De-Dollarisierung bleibt ein Thema bei den BRICS
159 Länder haben ein Interesse an einer De-Dollarisierung, um nicht abhängig von SWIFT zu sein. Dabei sollen auch Kryptowährungen und digitale Technologien eingebunden werden. An einer De-Dollarisierung sind aber vor allem China und Russland interessiert. Man darf gespannt sein, ob die BRICS-Währung im nächsten Jahr eingeführt wird und wie sie in der Praxis akzeptiert und benutzt wird.
Neu haben in diesem Jahr eine Mitgliedschaft bei den BRICS die Türkei und auch Palästina beantragt, was nicht ohne Brisanz ist, denn die Türkei ist ein NATO-Mitglied und Palästina wünscht sich schon lange eine eigene Souveränität. Dies bedeutet aber auch, dass sie dann später eine Unterstützung bei ihren eigenen Vorhaben von den BRICS erwarten dürfen und hier vor allem von China und Russland. Aber viele asiatische Länder wie Indonesien, Thailand und Malaysia wollen in die BRICS. Auch Weißrussland will nun in die BRICS, die ohnehin an der Seite von Russland stehen.
Was darf man von den BRICS in Zukunft erwarten?
Was darf man nun von den BRICS +-Staaten in Zukunft erwarten? Es ist zu erwarten, dass sich immer mehr Länder der BRICS+-Gruppe anschließen werden, was deren wirtschaftliche Bedeutung erhöht. Ob dies gleichzeitig mit einem schnellen Niedergang des Westens, vor allem der USA, einhergeht, ist wenig wahrscheinlich, aber der Westen steht vor neuen, großen Herausforderungen.

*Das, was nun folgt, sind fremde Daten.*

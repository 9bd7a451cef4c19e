//! Tenant-scoped tool routing.

use serde_json::{Map, Value};

use crate::client::types::{GatewayResult, OperationRequest, PartitionKey};
use crate::gateway::Gateway;

/// Tool invocations available to the engine for one tenant.
///
/// Reads are idempotent: cached per (service, operation, tenant, fields), retried on
/// transport failure and guarded by the service's breaker under the tenant's
/// partition. Writes go out exactly once, with no cache and no breaker.
#[derive(Clone)]
pub struct Toolbox {
    gateway: Gateway,
    tenant: PartitionKey,
}

impl Toolbox {
    pub fn new(gateway: Gateway, tenant: PartitionKey) -> Self {
        Self { gateway, tenant }
    }

    pub fn tenant(&self) -> &PartitionKey {
        &self.tenant
    }

    pub async fn read(&self, service: &str, operation: &str, fields: Map<String, Value>) -> GatewayResult<Value> {
        let request = OperationRequest {
            service: service.to_string(),
            operation: operation.to_string(),
            fields,
        };
        self.gateway.tool_read(&self.tenant, request).await
    }

    pub async fn write(&self, service: &str, operation: &str, fields: Map<String, Value>) -> GatewayResult<Value> {
        let request = OperationRequest {
            service: service.to_string(),
            operation: operation.to_string(),
            fields,
        };
        self.gateway.tool_write(&self.tenant, request).await
    }
}

/// Cache key for a tool read: operation, tenant, then the fields in key order.
pub fn read_cache_key(operation: &str, tenant: &PartitionKey, fields: &Map<String, Value>) -> String {
    // serde_json's default map is ordered, so serialization is canonical.
    format!("{}:{}:{}", operation, tenant, Value::Object(fields.clone()))
}
//! Exponential backoff with jitter.

use rand::Rng;
use std::time::Duration;

/// Delay before retry number `attempt` (1-based), kept within
/// `[wait_min, wait_max]`.
///
/// The exponential step is `wait_min * 2^(attempt - 1)`; up to 10% jitter is
/// added on top and the result is clamped to `wait_max`.
pub fn calculate_backoff(attempt: u32, wait_min: Duration, wait_max: Duration) -> Duration {
    if attempt == 0 {
        return Duration::ZERO;
    }

    let min_ms = wait_min.as_millis() as u64;
    let max_ms = (wait_max.as_millis() as u64).max(min_ms);

    let exponential_base = 2u64.saturating_pow(attempt - 1);
    let capped_delay = min_ms.saturating_mul(exponential_base).min(max_ms);

    let jitter_range = capped_delay / 10;
    let jitter = if jitter_range > 0 {
        rand::thread_rng().gen_range(0..jitter_range)
    } else {
        0
    };

    Duration::from_millis((capped_delay + jitter).min(max_ms))
}
//! Resilience subsystem.
//!
//! # Data Flow
//! ```text
//! Read call to a downstream service:
//!     → call.rs (consult circuit_breaker.rs; fail fast when open)
//!     → retries.rs (attempt, retry transport failures with backoff.rs)
//!     → call.rs (record success/failure on the partition's breaker)
//!
//! Inbound request:
//!     → timeouts.rs (overall deadline around the whole flow)
//! ```
//!
//! # Design Decisions
//! - Timeouts are non-negotiable; every inbound request has a deadline
//! - Retries only on the read path; writes bypass this module entirely
//! - Circuit breaker prevents cascading failures, scoped per partition

pub mod backoff;
pub mod call;
pub mod circuit_breaker;
pub mod retries;
pub mod timeouts;

pub use call::ResilientCall;
pub use circuit_breaker::{BreakerRegistry, BreakerState, CircuitBreaker, PartitionStatus};
pub use retries::RetryingInvoker;
pub use timeouts::with_deadline;
//! Per-tenant agents.
//!
//! # Data Flow
//! ```text
//! get_or_build_agent(tenant)
//!     → handle_cache.rs (fresh handle? return; otherwise single-flight build)
//!     → context.rs (parallel context reads through the TTL caches)
//! ```

pub mod context;
pub mod handle_cache;

pub use context::{assemble, TenantContext};
pub use handle_cache::{AgentHandle, AgentHandleCache, AgentSummary};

Man darf gespannt sein, ob BRICS Plus ein „zahnloser Tiger“ ist oder tatsächlich die G7 herausfordert, etwas umzudenken und in Kooperation zu treten oder gar den Machtkampf womöglich mit Waffen später austragen wird, wobei es im Kern um einen Machtkampf USA gegen China geht. Im nächsten Jahr wird ganz unabhängig davon wer die nächste US-Präsident am 5. November wird eine verschärfte Handelspolitik über erhöhte Zölle für von China zu stark staatlich subventionierten Produkten geben. Was wünschenswert wäre, ist ein fairer Wettbewerb zwischen den G 7 und den BRICS, der aber auch auf dem Schlachtfeld enden kann, wenn man nicht aufpasst und kompromissbereit ist.